### ASSIGNED TASK
Taking the line with "fn os_spec(path: &std::path::Path)" as the first and the line with "out.extend(std::iter::repeat(0u8).take(padding));" as the last, set down exactly every line in that range from the entries below, and no more.

Start of DATASET CONTENT

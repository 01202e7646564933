//! End-to-end chains over real temp-file fixtures: build a chain with the
//! factory, hand it to a resolver context, and check the bytes that come
//! out the far end.

use std::fs::File;
use std::io::{SeekFrom, Write};

use flate2::write::GzEncoder;
use flate2::Compression;
use tempfile::TempDir;

use stratafs::path_spec::{factory, PathSpec, TypeIndicator};
use stratafs::resolver::ResolverContext;
use stratafs::scanner::{ScanContext, ScanStatus, SourceScanner};
use stratafs::VfsError;

fn os_spec(path: &std::path::Path) -> PathSpec {
    factory::new(
        TypeIndicator::Os,
        &[("location", &path.to_string_lossy())],
        None,
    )
    .unwrap()
}

/// Minimal single-member ustar fixture.
fn tar_bytes(name: &str, data: &[u8]) -> Vec<u8> {
    let mut header = vec![0u8; 512];
    header[..name.len()].copy_from_slice(name.as_bytes());
    header[100..107].copy_from_slice(b"0000644");
    header[108..115].copy_from_slice(b"0001000");
    header[116..123].copy_from_slice(b"0001000");
    header[124..135].copy_from_slice(format!("{:011o}", data.len()).as_bytes());
    header[136..147].copy_from_slice(b"14000000000");
    header[156] = b'0';
    header[257..262].copy_from_slice(b"ustar");
    header[263..265].copy_from_slice(b"00");
    let checksum: u64 = header
        .iter()
        .enumerate()
        .map(|(i, &b)| if (148..156).contains(&i) { 0x20u64 } else { b as u64 })
        .sum();
    header[148..156].copy_from_slice(format!("{:06o}\0 ", checksum).as_bytes());

    let mut out = header;
    out.extend_from_slice(data);
    let padding = (512 - data.len() % 512) % 512;
    out.extend(std::iter::repeat(0u8).take(padding));
    out.extend(std::iter::repeat(0u8).take(1024));
    out
}

fn read_all(stream: &mut dyn stratafs::FileObject) -> Vec<u8> {
    let mut out = Vec::new();
    let mut buf = [0u8; 4096];
    loop {
        let count = stream.read(&mut buf).unwrap();
        if count == 0 {
            break;
        }
        out.extend_from_slice(&buf[..count]);
    }
    out
}

#[test]
fn data_range_over_os() {
    let dir = TempDir::new().unwrap();
    let path = dir.path().join("img.raw");
    let mut content = vec![0u8; 40000];
    content[32256..32260].copy_from_slice(b"BOOT");
    File::create(&path).unwrap().write_all(&content).unwrap();

    // The declared range size is authoritative even past the parent's end.
    let spec = factory::new(
        TypeIndicator::DataRange,
        &[("range_offset", "32256"), ("range_size", "8577654784")],
        Some(os_spec(&path)),
    )
    .unwrap();

    let context = ResolverContext::new();
    let mut stream = context.open_file_object(&spec).unwrap();
    assert_eq!(stream.size().unwrap(), 8_577_654_784);

    let mut head = [0u8; 4];
    assert_eq!(stream.read(&mut head).unwrap(), 4);
    assert_eq!(&head, b"BOOT");
}

#[test]
fn gzip_of_tar_member() {
    let dir = TempDir::new().unwrap();
    let path = dir.path().join("logs.tgz");
    let syslog = b"Jan  1 00:00:00 host kernel: layered evidence\n".repeat(40);
    let mut encoder = GzEncoder::new(File::create(&path).unwrap(), Compression::default());
    encoder.write_all(&tar_bytes("syslog", &syslog)).unwrap();
    encoder.finish().unwrap();

    let gzip = factory::new(TypeIndicator::Gzip, &[], Some(os_spec(&path))).unwrap();
    let member = factory::new(TypeIndicator::Tar, &[("location", "syslog")], Some(gzip)).unwrap();

    let context = ResolverContext::new();
    let entry = context.open_file_entry(&member).unwrap();
    assert_eq!(entry.name(), "syslog");
    assert_eq!(entry.stat().unwrap().size, Some(syslog.len() as u64));

    let mut stream = entry.file_object(None).unwrap();
    assert_eq!(read_all(stream.as_mut()), syslog);
}

#[test]
fn base64_encoded_stream() {
    let dir = TempDir::new().unwrap();
    let path = dir.path().join("payload.b64");
    File::create(&path).unwrap().write_all(b"SGVsbG8=").unwrap();

    let spec = factory::new(
        TypeIndicator::EncodedStream,
        &[("encoding_method", "base64")],
        Some(os_spec(&path)),
    )
    .unwrap();

    let context = ResolverContext::new();
    let mut stream = context.open_file_object(&spec).unwrap();
    assert_eq!(stream.size().unwrap(), 5);
    let mut buf = [0u8; 5];
    assert_eq!(stream.read(&mut buf).unwrap(), 5);
    assert_eq!(&buf, b"Hello");
}

#[test]
fn locked_stream_unlocks_through_key_chain() {
    let dir = TempDir::new().unwrap();
    let path = dir.path().join("cipher.bin");
    // RC4("Key", "Plaintext")
    File::create(&path)
        .unwrap()
        .write_all(&[0xBB, 0xF3, 0x16, 0xE8, 0xD9, 0x40, 0xAF, 0x0A, 0xD3])
        .unwrap();

    let spec = factory::new(
        TypeIndicator::EncryptedStream,
        &[("encryption_method", "rc4")],
        Some(os_spec(&path)),
    )
    .unwrap();

    let context = ResolverContext::new();
    assert!(matches!(
        context.open_file_object(&spec),
        Err(VfsError::EncryptedVolumeLocked(_))
    ));

    context.key_chain().set_credential(&spec, "key", "Key");
    let mut stream = context.open_file_object(&spec).unwrap();
    assert_eq!(read_all(stream.as_mut()), b"Plaintext");
}

#[test]
fn comparable_round_trip_deep_chain() {
    let os = factory::new(TypeIndicator::Os, &[("location", "/image.qcow2")], None).unwrap();
    let qcow = factory::new(TypeIndicator::Qcow, &[], Some(os)).unwrap();
    let partition = factory::new(
        TypeIndicator::TskPartition,
        &[("location", "/p1")],
        Some(qcow),
    )
    .unwrap();
    let file = factory::new(
        TypeIndicator::Tsk,
        &[("location", "/Users/MyUser/MyFile.txt"), ("inode", "128")],
        Some(partition),
    )
    .unwrap();

    let comparable = file.comparable();
    assert_eq!(
        comparable,
        "type=OS, location=/image.qcow2\n\
         type=QCOW\n\
         type=TSK_PARTITION, location=/p1\n\
         type=TSK, inode=128, location=/Users/MyUser/MyFile.txt\n"
    );
    let parsed = factory::from_comparable(&comparable).unwrap();
    assert_eq!(parsed, file);
    assert_eq!(parsed.chain_depth(), 4);
}

#[test]
fn stream_denotes_pure_function_of_offset() {
    let dir = TempDir::new().unwrap();
    let path = dir.path().join("data.gz");
    let body: Vec<u8> = (0..50_000u32).map(|i| (i % 241) as u8).collect();
    let mut encoder = GzEncoder::new(File::create(&path).unwrap(), Compression::default());
    encoder.write_all(&body).unwrap();
    encoder.finish().unwrap();

    let spec = factory::new(TypeIndicator::Gzip, &[], Some(os_spec(&path))).unwrap();
    let context = ResolverContext::new();
    let mut stream = context.open_file_object(&spec).unwrap();
    let size = stream.size().unwrap();
    assert_eq!(size, body.len() as u64);

    // seek(0); read(N) equals read(k) ++ seek-back reads of [k, N).
    stream.seek(SeekFrom::Start(0)).unwrap();
    let whole = read_all(stream.as_mut());

    stream.seek(SeekFrom::Start(30_000)).unwrap();
    let tail = read_all(stream.as_mut());
    stream.seek(SeekFrom::Start(0)).unwrap();
    let mut head = vec![0u8; 30_000];
    stream.read(&mut head).unwrap();

    let mut reassembled = head;
    reassembled.extend_from_slice(&tail);
    assert_eq!(reassembled, whole);
    assert_eq!(whole, body);

    // Reading at the size offset returns nothing; seeking past it is legal.
    stream.seek(SeekFrom::Start(size)).unwrap();
    let mut buf = [0u8; 16];
    assert_eq!(stream.read(&mut buf).unwrap(), 0);
    stream.seek(SeekFrom::Start(size + 4096)).unwrap();
    assert_eq!(stream.read(&mut buf).unwrap(), 0);
    assert_eq!(stream.size().unwrap(), size);
}

#[test]
fn resolver_cache_returns_same_file_system() {
    let dir = TempDir::new().unwrap();
    let path = dir.path().join("files.tar");
    File::create(&path)
        .unwrap()
        .write_all(&tar_bytes("a.txt", b"contents"))
        .unwrap();

    let spec = factory::new(
        TypeIndicator::Tar,
        &[("location", "/a.txt")],
        Some(os_spec(&path)),
    )
    .unwrap();

    let context = ResolverContext::new();
    let first = context.open_file_system(&spec).unwrap();
    let second = context.open_file_system(&spec).unwrap();
    assert!(std::sync::Arc::ptr_eq(&first, &second));
}

#[test]
fn scanner_discovers_layered_chain() {
    let dir = TempDir::new().unwrap();
    let path = dir.path().join("logs.tgz");
    let mut encoder = GzEncoder::new(File::create(&path).unwrap(), Compression::default());
    encoder
        .write_all(&tar_bytes("syslog", b"scan me"))
        .unwrap();
    encoder.finish().unwrap();

    let context = ResolverContext::new();
    let scanner = SourceScanner::new(context.clone());
    let mut scan_context = ScanContext::new();
    scanner.scan(&mut scan_context, os_spec(&path)).unwrap();

    assert_eq!(scan_context.status(), ScanStatus::FullyScanned);

    // Exactly one file-system layer is known to be in this source.
    let leaves = scan_context.file_system_nodes();
    assert_eq!(leaves.len(), 1);
    let leaf_spec = &scan_context.node(leaves[0]).path_spec;
    assert_eq!(leaf_spec.type_indicator(), TypeIndicator::Tar);

    // The discovered chain is directly openable.
    let fs = context.open_file_system(leaf_spec).unwrap();
    let root = fs.root_entry().unwrap();
    let names: Vec<String> = root
        .sub_entries()
        .unwrap()
        .map(|e| e.unwrap().name())
        .collect();
    assert_eq!(names, vec!["syslog"]);
}

#[test]
fn transform_composability() {
    // base64(gzip(text)): decoding then decompressing reproduces the text.
    let text = b"composable transform layers".to_vec();
    let mut encoder = GzEncoder::new(Vec::new(), Compression::default());
    encoder.write_all(&text).unwrap();
    let gzipped = encoder.finish().unwrap();
    let encoded = data_encoding::BASE64.encode(&gzipped);

    let dir = TempDir::new().unwrap();
    let path = dir.path().join("wrapped.b64");
    File::create(&path)
        .unwrap()
        .write_all(encoded.as_bytes())
        .unwrap();

    let decoded = factory::new(
        TypeIndicator::EncodedStream,
        &[("encoding_method", "base64")],
        Some(os_spec(&path)),
    )
    .unwrap();
    let decompressed = factory::new(TypeIndicator::Gzip, &[], Some(decoded)).unwrap();

    let context = ResolverContext::new();
    let mut stream = context.open_file_object(&decompressed).unwrap();
    assert_eq!(read_all(stream.as_mut()), text);
}

#[test]
fn mount_table_indirection() {
    let dir = TempDir::new().unwrap();
    let path = dir.path().join("evidence.bin");
    File::create(&path).unwrap().write_all(b"mounted bytes").unwrap();

    let context = ResolverContext::new();
    context
        .mount_table()
        .register("source1", os_spec(&path))
        .unwrap();

    let spec = factory::new(TypeIndicator::Mount, &[("identifier", "source1")], None).unwrap();
    let mut stream = context.open_file_object(&spec).unwrap();
    assert_eq!(read_all(stream.as_mut()), b"mounted bytes");

    context.mount_table().deregister("source1").unwrap();
    assert!(context.open_file_object(&spec).is_err());
}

End of DATASET CONTENT

### COMPLETED EXERCISE
fn os_spec(path: &std::path::Path) -> PathSpec {
    factory::new(
        TypeIndicator::Os,
        &[("location", &path.to_string_lossy())],
        None,
    )
    .unwrap()
}

/// Minimal single-member ustar fixture.
fn tar_bytes(name: &str, data: &[u8]) -> Vec<u8> {
    let mut header = vec![0u8; 512];
    header[..name.len()].copy_from_slice(name.as_bytes());
    header[100..107].copy_from_slice(b"0000644");
    header[108..115].copy_from_slice(b"0001000");
    header[116..123].copy_from_slice(b"0001000");
    header[124..135].copy_from_slice(format!("{:011o}", data.len()).as_bytes());
    header[136..147].copy_from_slice(b"14000000000");
    header[156] = b'0';
    header[257..262].copy_from_slice(b"ustar");
    header[263..265].copy_from_slice(b"00");
    let checksum: u64 = header
        .iter()
        .enumerate()
        .map(|(i, &b)| if (148..156).contains(&i) { 0x20u64 } else { b as u64 })
        .sum();
    header[148..156].copy_from_slice(format!("{:06o}\0 ", checksum).as_bytes());

    let mut out = header;
    out.extend_from_slice(data);
    let padding = (512 - data.len() % 512) % 512;
    out.extend(std::iter::repeat(0u8).take(padding));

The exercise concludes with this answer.